→ **TASK REQUIREMENTS**:
With the line containing "pub fn current_piece(&self)" as the start and the line containing "pub fn player(&self, piece: Piece)" as the end, transcribe that span of the entries below exactly, including both.

→ **RECORDED DATA**:
===============
//! Turn orchestration between two players.

use crate::error::GameError;
use crate::players::{Player, Reporter, Signal, SignalKind};
use connect_four_rules::{Piece, RulesError, State};
use tokio::sync::mpsc;
use tracing::{debug, info, instrument, trace};

/// Notifications sent from the game to its observer.
#[derive(Debug, Clone, PartialEq, Eq)]
pub enum GameEvent {
    /// A player was asked for a move.
    TurnStarted {
        /// Turn number, starting at 1.
        turn: u64,
        /// Piece the player is placing.
        piece: Piece,
        /// Name of the player.
        player: String,
    },
    /// The active player spotlighted some columns.
    Highlight(Vec<usize>),
    /// The active player reported a reasoning step.
    Thinking(String),
    /// A piece was dropped.
    MoveMade {
        /// Whose piece.
        piece: Piece,
        /// 1-based column.
        column: usize,
    },
    /// The current state was replaced.
    StateChanged(State),
    /// The game finished.
    GameOver {
        /// Winner, or `None` for a draw.
        winner: Option<Piece>,
    },
}

/// Alternates between two players until the state reports game over.
pub struct Game {
    state: State,
    player1: Box<dyn Player>,
    player2: Box<dyn Player>,
    turn: u64,
    highlight: Vec<usize>,
    thoughts: Vec<String>,
    signal_tx: mpsc::UnboundedSender<Signal>,
    signal_rx: mpsc::UnboundedReceiver<Signal>,
    event_tx: Option<mpsc::UnboundedSender<GameEvent>>,
}

impl std::fmt::Debug for Game {
    fn fmt(&self, f: &mut std::fmt::Formatter<'_>) -> std::fmt::Result {
        f.debug_struct("Game")
            .field("state", &self.state.notation())
            .field("player1", &self.player1.name())
            .field("player2", &self.player2.name())
            .field("turn", &self.turn)
            .finish_non_exhaustive()
    }
}

impl Game {
    /// Creates a game continuing from `state`.
    ///
    /// # Errors
    ///
    /// Fails with a precondition error if `state` is already over.
    pub fn new(
        state: State,
        player1: Box<dyn Player>,
        player2: Box<dyn Player>,
    ) -> Result<Self, GameError> {
        if state.gameover() {
            return Err(RulesError::precondition("cannot start a game from a finished state").into());
        }
        let (signal_tx, signal_rx) = mpsc::unbounded_channel();
        Ok(Self {
            state,
            player1,
            player2,
            turn: 0,
            highlight: Vec::new(),
            thoughts: Vec::new(),
            signal_tx,
            signal_rx,
            event_tx: None,
        })
    }

    /// Registers the observer and returns its receiving end.
    ///
    /// A later call replaces the earlier observer.
    pub fn observe(&mut self) -> mpsc::UnboundedReceiver<GameEvent> {
        let (tx, rx) = mpsc::unbounded_channel();
        self.event_tx = Some(tx);
        rx
    }

    /// Current state.
    pub fn state(&self) -> &State {
        &self.state
    }

    /// Columns spotlighted by the active player during this turn.
    pub fn highlight(&self) -> &[usize] {
        &self.highlight
    }

    /// Commentary of the active player during this turn, oldest first.
    pub fn thoughts(&self) -> &[String] {
        &self.thoughts
    }

    /// Number of turns started so far.
    pub fn turn(&self) -> u64 {
        self.turn
    }

    /// Piece to be placed next.
    pub fn current_piece(&self) -> Piece {
        self.state.next_piece()
    }

    /// Player whose turn it is.
    pub fn current_player(&self) -> &dyn Player {
        self.player(self.current_piece())
    }

    /// Player placing `piece`.
    pub fn player(&self, piece: Piece) -> &dyn Player {
        match piece {
            Piece::One => self.player1.as_ref(),
            Piece::Two => self.player2.as_ref(),
        }
    }

    /// Asks the current player for one move and applies it.
    ///
    /// Signals reported during the decision are relayed to the observer as
    /// they arrive. Signals tagged with an earlier turn are dropped.
    ///
    /// # Errors
    ///
    /// Fails with an invalid-operation error if the game is over, and
    /// propagates errors from the player or from applying its column.
    #[instrument(skip(self), fields(moves = %self.state.notation()))]
    pub async fn play_turn(&mut self) -> Result<State, GameError> {
        if self.state.gameover() {
            return Err(RulesError::invalid_operation("the game is already over").into());
        }

        self.turn += 1;
        let turn = self.turn;
        let piece = self.current_piece();
        let name = self.current_player().name().to_string();
        self.highlight.clear();
        self.thoughts.clear();
        info!(turn, %piece, player = %name, "Turn started");
        notify(
            self.event_tx.as_ref(),
            GameEvent::TurnStarted {
                turn,
                piece,
                player: name,
            },
        );

        let reporter = Reporter::new(turn, self.signal_tx.clone());
        let Self {
            state,
            player1,
            player2,
            highlight,
            thoughts,
            signal_rx,
            event_tx,
            ..
        } = self;
        let player = match piece {
            Piece::One => player1,
            Piece::Two => player2,
        };

        let column = {
            let decision = player.get_play(state, reporter);
            tokio::pin!(decision);
            loop {
                tokio::select! {
                    biased;
                    Some(signal) = signal_rx.recv() => {
                        relay(turn, signal, highlight, thoughts, event_tx.as_ref());
                    }
                    result = &mut decision => break result?,
                }
            }
        };
        while let Ok(signal) = signal_rx.try_recv() {
            relay(turn, signal, highlight, thoughts, event_tx.as_ref());
        }

        let next = state.play(column)?;
        debug!(column, %piece, "Move applied");
        highlight.clear();
        thoughts.clear();
        *state = next.clone();

        notify(event_tx.as_ref(), GameEvent::MoveMade { piece, column });
        notify(event_tx.as_ref(), GameEvent::StateChanged(next.clone()));
        Ok(next)
    }

    /// Plays turns until the game is over and returns the final state.
    #[instrument(skip(self), fields(player1 = %self.player1.name(), player2 = %self.player2.name()))]
    pub async fn run(&mut self) -> Result<State, GameError> {
        info!("Starting game");
        while !self.state.gameover() {
            self.play_turn().await?;
        }

        let winner = self.state.winner();
        match winner {
            Some(piece) => info!(%piece, player = %self.player(piece).name(), "Game won"),
            None => info!("Game drawn"),
        }
        notify(self.event_tx.as_ref(), GameEvent::GameOver { winner });
        Ok(self.state.clone())
    }
}

fn notify(events: Option<&mpsc::UnboundedSender<GameEvent>>, event: GameEvent) {
    if let Some(tx) = events {
        if tx.send(event).is_err() {
            trace!("Observer gone, dropping event");
        }
    }
}

fn relay(
    turn: u64,
    signal: Signal,
    highlight: &mut Vec<usize>,
    thoughts: &mut Vec<String>,
    events: Option<&mpsc::UnboundedSender<GameEvent>>,
) {
    if signal.turn != turn {
        debug!(signal_turn = signal.turn, turn, "Dropping stale signal");
        return;
    }
    match signal.kind {
        SignalKind::Thinking(text) => {
            thoughts.push(text.clone());
            notify(events, GameEvent::Thinking(text));
        }
        SignalKind::Highlight(columns) => {
            *highlight = columns.clone();
            notify(events, GameEvent::Highlight(columns));
        }
    }
}

#[cfg(test)]
mod tests {
    use super::*;

    #[test]
    fn test_relay_filters_by_turn() {
        let (tx, mut rx) = mpsc::unbounded_channel();
        let mut highlight = Vec::new();
        let mut thoughts = Vec::new();

        let stale = Signal {
            turn: 1,
            kind: SignalKind::Thinking("old".to_string()),
        };
        relay(2, stale, &mut highlight, &mut thoughts, Some(&tx));
        assert!(thoughts.is_empty());
        assert!(rx.try_recv().is_err());

        let fresh = Signal {
            turn: 2,
            kind: SignalKind::Highlight(vec![4]),
        };
        relay(2, fresh, &mut highlight, &mut thoughts, Some(&tx));
        assert_eq!(highlight, vec![4]);
        assert_eq!(rx.try_recv().unwrap(), GameEvent::Highlight(vec![4]));
    }

    #[test]
    fn test_notify_without_observer() {
        notify(None, GameEvent::GameOver { winner: None });
        let (tx, rx) = mpsc::unbounded_channel();
        drop(rx);
        notify(Some(&tx), GameEvent::GameOver { winner: None });
    }
}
===============
→ **ANSWER TO THIS TASK**:
    pub fn current_piece(&self) -> Piece {
        self.state.next_piece()
    }

    /// Player whose turn it is.
    pub fn current_player(&self) -> &dyn Player {
        self.player(self.current_piece())
    }

    /// Player placing `piece`.
    pub fn player(&self, piece: Piece) -> &dyn Player {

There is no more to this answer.